§ WORK ITEM
Using the data beneath, show every line that includes the word "struct".

START SOURCE RECORDS

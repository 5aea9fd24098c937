//! Integration tests for exporting documents from disk.

use answerspace::export::{export_document, export_document_with_progress, DirectorySink, OutputFormat};
use answerspace::model::{Project, Settings, Spacer, SpacerStore, SpacerStyle};
use answerspace::render::{ExportMode, ExportOptions, PATTERN_INK};
use answerspace::source::{ImageSequence, PageSize, PageSource, RasterPages};
use answerspace::{export_image_dir, Error};
use image::{Rgba, RgbaImage};
use std::path::Path;

const INK: Rgba<u8> = Rgba([0, 0, 0, 255]);

fn write_pages(dir: &Path, count: usize, width: u32, height: u32) {
    for i in 1..=count {
        RgbaImage::from_pixel(width, height, INK)
            .save(dir.join(format!("scan-{:02}.png", i)))
            .unwrap();
    }
}

fn small_a4() -> ExportOptions {
    // One unit per pixel on a 60 x 84 page keeps images tiny.
    ExportOptions::new()
        .with_dpi(1.0)
        .with_page_size(PageSize::new(60.0, 84.0))
}

#[test]
fn test_export_image_dir_end_to_end() {
    let dir = tempfile::tempdir().unwrap();
    let input = dir.path().join("scans");
    std::fs::create_dir(&input).unwrap();
    write_pages(&input, 2, 60, 84);

    let mut store = SpacerStore::new();
    store
        .insert(1, Spacer::plain("1", 40.0, 42.0).with_style(SpacerStyle::Ruled))
        .unwrap();
    let project = dir.path().join("worksheet.json");
    Project::from_store(&store, 1.0, 1, "scans").save(&project).unwrap();

    let out = dir.path().join("out");
    let written = export_image_dir(&input, &project, &out, &small_a4(), OutputFormat::Png).unwrap();

    // 84 + 42 + 84 rows over 84-row pages.
    assert_eq!(written.len(), 3);
    let first = image::open(&written[0]).unwrap().to_rgba8();
    assert_eq!(first.dimensions(), (60, 84));
    assert_eq!(*first.get_pixel(10, 39), INK);
    assert_eq!(*first.get_pixel(10, 40), PATTERN_INK);
}

#[test]
fn test_long_mode_from_settings() {
    let mut settings = Settings {
        export_options: small_a4().with_mode(ExportMode::Long),
        ..Default::default()
    };
    settings
        .spacers
        .insert(2, vec![Spacer::plain("7", 0.0, 16.0)]);

    let json = settings.to_json().unwrap();
    let restored = Settings::from_json(&json).unwrap();
    let store = restored.spacer_store().unwrap();

    let pages = RasterPages::new(vec![RgbaImage::from_pixel(60, 84, INK), RgbaImage::from_pixel(60, 84, INK)]);
    let doc = export_document(&pages, &store, &restored.export_options).unwrap();

    assert_eq!(doc.page_count(), 1);
    assert_eq!(doc.pages[0].image.height(), 184);
    assert_eq!(doc.pages[0].sources, vec![1, 2]);
    assert_eq!(doc.stats.spacer_count, 1);
}

#[test]
fn test_unreadable_page_aborts_without_output() {
    let dir = tempfile::tempdir().unwrap();
    write_pages(dir.path(), 1, 60, 84);
    std::fs::write(dir.path().join("scan-02.png"), b"truncated").unwrap();

    let pages = ImageSequence::from_dir(dir.path()).unwrap();
    assert_eq!(pages.page_count(), 2);

    let mut progress = Vec::new();
    let result = export_document_with_progress(&pages, &SpacerStore::new(), &small_a4(), |p| progress.push(p.page));
    assert!(matches!(result, Err(Error::Rasterization { page: 2, .. })));
    assert_eq!(progress, vec![1]);
}

#[test]
fn test_pages_are_scaled_to_output_width() {
    // A 120 px wide scan on a 60 px wide output page is halved.
    let pages = RasterPages::new(vec![RgbaImage::from_pixel(120, 168, INK)]);
    let doc = export_document(&pages, &SpacerStore::new(), &small_a4()).unwrap();
    assert_eq!(doc.page_count(), 1);
    assert_eq!(doc.pages[0].filled_rows, 84);
}

#[test]
fn test_jpeg_quality_is_applied() {
    let pages = RasterPages::new(vec![RgbaImage::from_fn(60, 84, |x, y| {
        Rgba([(x * 4) as u8, (y * 3) as u8, ((x + y) * 2) as u8, 255])
    })]);
    let dir = tempfile::tempdir().unwrap();

    let mut sizes = Vec::new();
    for quality in [0.1, 0.95] {
        let doc = export_document(&pages, &SpacerStore::new(), &small_a4().with_quality(quality)).unwrap();
        let out = dir.path().join(format!("q{}", quality));
        let mut sink = DirectorySink::new(&out, OutputFormat::Jpeg, quality).unwrap();
        doc.write_to(&mut sink).unwrap();
        sizes.push(std::fs::metadata(out.join("page-0001.jpg")).unwrap().len());
    }
    assert!(sizes[0] < sizes[1]);
}

#[test]
fn test_failed_write_leaves_no_partial_output() {
    let pages = RasterPages::new(vec![RgbaImage::from_pixel(60, 84, INK), RgbaImage::from_pixel(60, 84, INK)]);
    let doc = export_document(&pages, &SpacerStore::new(), &small_a4()).unwrap();
    assert_eq!(doc.page_count(), 2);

    let dir = tempfile::tempdir().unwrap();
    // A directory where the second page belongs makes its write fail.
    std::fs::create_dir(dir.path().join("page-0002.png")).unwrap();

    let mut sink = DirectorySink::new(dir.path(), OutputFormat::Png, 0.8).unwrap();
    assert!(doc.write_to(&mut sink).is_err());
    assert!(sink.written().is_empty());
    assert!(!dir.path().join("page-0001.png").exists());
}
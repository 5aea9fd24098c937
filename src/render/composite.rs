//! Composite rasters: one source page with its spacers physically inserted.

use super::pattern::{render_pattern, Pattern, Region, PAPER};
use crate::layout::{reflowed_height, Segment};
use image::imageops::{self, FilterType};
use image::RgbaImage;

/// Placement of a spacer inside a composite, in composite pixels.
#[derive(Debug, Clone, PartialEq, Eq)]
pub struct SpacerBox {
    /// Spacer id
    pub id: String,
    /// Top edge
    pub top: u32,
    /// Height
    pub height: u32,
}

/// A reflowed page: original content strips and spacer blocks stacked.
#[derive(Debug, Clone)]
pub struct CompositeRaster {
    /// 1-indexed source page number
    pub page: usize,

    /// The pixels; width equals the requested target width exactly
    pub image: RgbaImage,

    /// Composite pixels per page unit
    pub scale: f32,

    /// Where each spacer landed
    pub spacers: Vec<SpacerBox>,
}

impl CompositeRaster {
    /// Composite width in pixels.
    pub fn width(&self) -> u32 {
        self.image.width()
    }

    /// Composite height in pixels.
    pub fn height(&self) -> u32 {
        self.image.height()
    }

    /// Spacer box hit by a composite row, if any.
    pub fn spacer_at(&self, row: u32) -> Option<&SpacerBox> {
        self.spacers
            .iter()
            .find(|b| row >= b.top && row < b.top + b.height)
    }
}

/// Pixel height of a reflowed page of `units` at `scale`.
pub fn composite_height(units: f32, scale: f32) -> u32 {
    // Guard against 899.99997-style products rounding up a whole row.
    (units * scale - 1e-3).ceil().max(0.0) as u32
}

/// Build the composite raster for one planned page.
///
/// `source` is the page rasterized at any scale; its pixels-per-unit is derived
/// from its width relative to `target_width / scale_to_width`. Content strips are
/// copied and stretched to `target_width`; spacer segments are drawn with the
/// style renderer. The background is pre-filled white, so content reaching past
/// the bottom of the source page and rounding seams stay white.
pub fn build_composite(
    page: usize,
    source: &RgbaImage,
    segments: &[Segment<'_>],
    target_width: u32,
    scale_to_width: f32,
) -> CompositeRaster {
    let height = composite_height(reflowed_height(segments), scale_to_width);
    let mut image = RgbaImage::from_pixel(target_width, height, PAPER);
    let mut spacers = Vec::new();

    let page_width_units = target_width as f32 / scale_to_width;
    let source_scale = if page_width_units > 0.0 {
        source.width() as f32 / page_width_units
    } else {
        0.0
    };

    for segment in segments {
        let dest_y = (segment.dest_offset() * scale_to_width).round() as u32;
        match *segment {
            Segment::Content {
                source_start,
                source_length,
                ..
            } => {
                copy_strip(
                    &mut image,
                    source,
                    source_start * source_scale,
                    source_length * source_scale,
                    dest_y,
                    (source_length * scale_to_width).round() as u32,
                );
            }
            Segment::Spacer { spacer, .. } => {
                let dest_h = (spacer.height * scale_to_width).round() as u32;
                render_pattern(
                    &mut image,
                    &Pattern::of(spacer),
                    Region::new(0, dest_y, target_width, dest_h),
                    scale_to_width,
                );
                spacers.push(SpacerBox {
                    id: spacer.id.clone(),
                    top: dest_y,
                    height: dest_h,
                });
            }
        }
    }

    log::debug!(
        "built composite for page {}: {}x{} px, {} spacers",
        page,
        target_width,
        height,
        spacers.len()
    );

    CompositeRaster {
        page,
        image,
        scale: scale_to_width,
        spacers,
    }
}

/// Copy source rows `[src_top, src_top + src_len)` into `dest` at `dest_y`,
/// stretched to the destination width and `dest_h` rows.
///
/// Only the part of the strip that exists in the source is copied; the
/// destination height shrinks proportionally for the missing tail.
fn copy_strip(dest: &mut RgbaImage, source: &RgbaImage, src_top: f32, src_len: f32, dest_y: u32, dest_h: u32) {
    if src_len <= 0.0 || dest_h == 0 || source.width() == 0 {
        return;
    }
    let top = src_top.round().max(0.0) as u32;
    if top >= source.height() {
        return;
    }
    let wanted = src_len.round().max(1.0) as u32;
    let available = wanted.min(source.height() - top);
    let dest_h = if available < wanted {
        (dest_h as f32 * available as f32 / wanted as f32).round() as u32
    } else {
        dest_h
    };
    if available == 0 || dest_h == 0 {
        return;
    }

    let strip = imageops::crop_imm(source, 0, top, source.width(), available).to_image();
    let strip = if strip.dimensions() == (dest.width(), dest_h) {
        strip
    } else {
        imageops::resize(&strip, dest.width(), dest_h, FilterType::Triangle)
    };
    imageops::replace(dest, &strip, 0, dest_y as i64);
}
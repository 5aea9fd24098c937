//! Two-phase drag and resize of a spacer.
//!
//! While the pointer is held only a preview ("ghost") moves; the store is
//! written once, on commit.

use crate::error::{Error, Result};
use crate::layout::reflowed_top;
use crate::model::{SpacerProperty, SpacerStore, MIN_RESIZE_HEIGHT};

/// Pointer travel, in display pixels, before a press on a spacer becomes a drag.
pub const DRAG_THRESHOLD_PX: f32 = 5.0;

/// What the pointer is adjusting.
#[derive(Debug, Clone, Copy, PartialEq, Eq)]
pub enum AdjustmentKind {
    /// Moving the insertion offset
    Move,
    /// Dragging the bottom edge
    Resize,
}

/// Preview rectangle shown while adjusting, in reflowed page units.
#[derive(Debug, Clone, Copy, PartialEq)]
pub struct Ghost {
    /// 1-indexed page
    pub page: usize,
    /// Top edge in the reflowed page
    pub top: f32,
    /// Height
    pub height: f32,
}

/// Result of finishing an adjustment.
#[derive(Debug, Clone, PartialEq)]
pub enum AdjustmentOutcome {
    /// The store was updated
    Committed {
        /// Adjusted spacer
        id: String,
        /// Property written
        property: SpacerProperty,
    },
    /// The pointer never passed the drag threshold: treat as a click
    Clicked(String),
}

/// A drag or resize in progress.
#[derive(Debug, Clone, PartialEq)]
pub struct PendingAdjustment {
    id: String,
    page: usize,
    kind: AdjustmentKind,
    scale: f32,
    start_y: f32,
    start_height: f32,
    start_top: f32,
    delta_px: f32,
    active: bool,
}

impl PendingAdjustment {
    /// Start adjusting a spacer at the given view zoom.
    pub fn begin(store: &SpacerStore, id: &str, kind: AdjustmentKind, scale: f32) -> Result<Self> {
        let location = store
            .locate(id)
            .ok_or_else(|| Error::SpacerNotFound(id.to_string()))?;
        let spacer = store
            .get(id)
            .ok_or_else(|| Error::SpacerNotFound(id.to_string()))?;
        if !scale.is_finite() || scale <= 0.0 {
            return Err(Error::InvalidOption(format!("zoom must be > 0 (got {})", scale)));
        }
        let start_top = reflowed_top(store.spacers_on(location.page), id).unwrap_or(spacer.y);

        Ok(Self {
            id: id.to_string(),
            page: location.page,
            kind,
            scale,
            start_y: spacer.y,
            start_height: spacer.height,
            start_top,
            delta_px: 0.0,
            active: kind == AdjustmentKind::Resize,
        })
    }

    /// Spacer being adjusted.
    pub fn id(&self) -> &str {
        &self.id
    }

    /// Kind of adjustment.
    pub fn kind(&self) -> AdjustmentKind {
        self.kind
    }

    /// Whether the pointer has moved enough to count as a drag.
    pub fn is_active(&self) -> bool {
        self.active
    }

    /// Update the preview with the pointer travel since the press, in display pixels.
    pub fn update_preview(&mut self, delta_px: f32) {
        self.delta_px = delta_px;
        if !self.active && delta_px.abs() > DRAG_THRESHOLD_PX {
            self.active = true;
        }
    }

    /// Value that a commit would write: the new `y` or the new height.
    pub fn preview_value(&self) -> f32 {
        let delta = self.delta_px / self.scale;
        match self.kind {
            AdjustmentKind::Move => (self.start_y + delta).max(0.0),
            AdjustmentKind::Resize => (self.start_height + delta).max(MIN_RESIZE_HEIGHT),
        }
    }

    /// Preview rectangle for the current pointer position.
    pub fn ghost(&self) -> Ghost {
        match self.kind {
            AdjustmentKind::Move => Ghost {
                page: self.page,
                top: self.start_top + (self.preview_value() - self.start_y),
                height: self.start_height,
            },
            AdjustmentKind::Resize => Ghost {
                page: self.page,
                top: self.start_top,
                height: self.preview_value(),
            },
        }
    }

    /// Write the previewed value to the store.
    pub fn commit(self, store: &mut SpacerStore) -> Result<AdjustmentOutcome> {
        if !self.active {
            return Ok(AdjustmentOutcome::Clicked(self.id));
        }
        let property = match self.kind {
            AdjustmentKind::Move => SpacerProperty::Y(self.preview_value()),
            AdjustmentKind::Resize => SpacerProperty::Height(self.preview_value()),
        };
        store.update(&self.id, &property)?;
        log::debug!("committed {:?} of spacer {}", property, self.id);
        Ok(AdjustmentOutcome::Committed { id: self.id, property })
    }

    /// Abandon the adjustment; the store is untouched.
    pub fn cancel(self) {
        log::debug!("cancelled {:?} of spacer {}", self.kind, self.id);
    }
}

END SOURCE RECORDS

§ TASK OUTPUT
pub struct SpacerBox {
pub struct CompositeRaster {
pub struct Ghost {
pub struct PendingAdjustment {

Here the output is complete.